(Beginning of Task inputs)

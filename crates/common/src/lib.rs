//! Common types and utilities for the brokerage ledger
//!
//! This crate provides the ledger entities shared by every other crate:
//! orders ("trades"), accounts, portfolio assets, instruments and transfers.
//!
//! # Modules
//!
//! - [`clock`] - Wall-clock abstraction
//! - [`error`] - Common error types
//! - [`types`] - Ledger entities and identifiers
//! - [`money`] - Decimal helpers (weighted averages)

pub mod clock;
pub mod error;
pub mod money;
pub mod types;

pub use clock::{Clock, FixedClock, SystemClock};
pub use error::{Error, Result};
pub use types::*;

pub use rust_decimal::Decimal;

(End of Task inputs)

Problem description
Make an exact copy of every entry.

Reply to the exercise
filename crates/common/src/lib.rs
//! Common types and utilities for the brokerage ledger
//!
//! This crate provides the ledger entities shared by every other crate:
//! orders ("trades"), accounts, portfolio assets, instruments and transfers.
//!
//! # Modules
//!
//! - [`clock`] - Wall-clock abstraction
//! - [`error`] - Common error types
//! - [`types`] - Ledger entities and identifiers
//! - [`money`] - Decimal helpers (weighted averages)

pub mod clock;
pub mod error;
pub mod money;
pub mod types;

pub use clock::{Clock, FixedClock, SystemClock};
pub use error::{Error, Result};
pub use types::*;

pub use rust_decimal::Decimal;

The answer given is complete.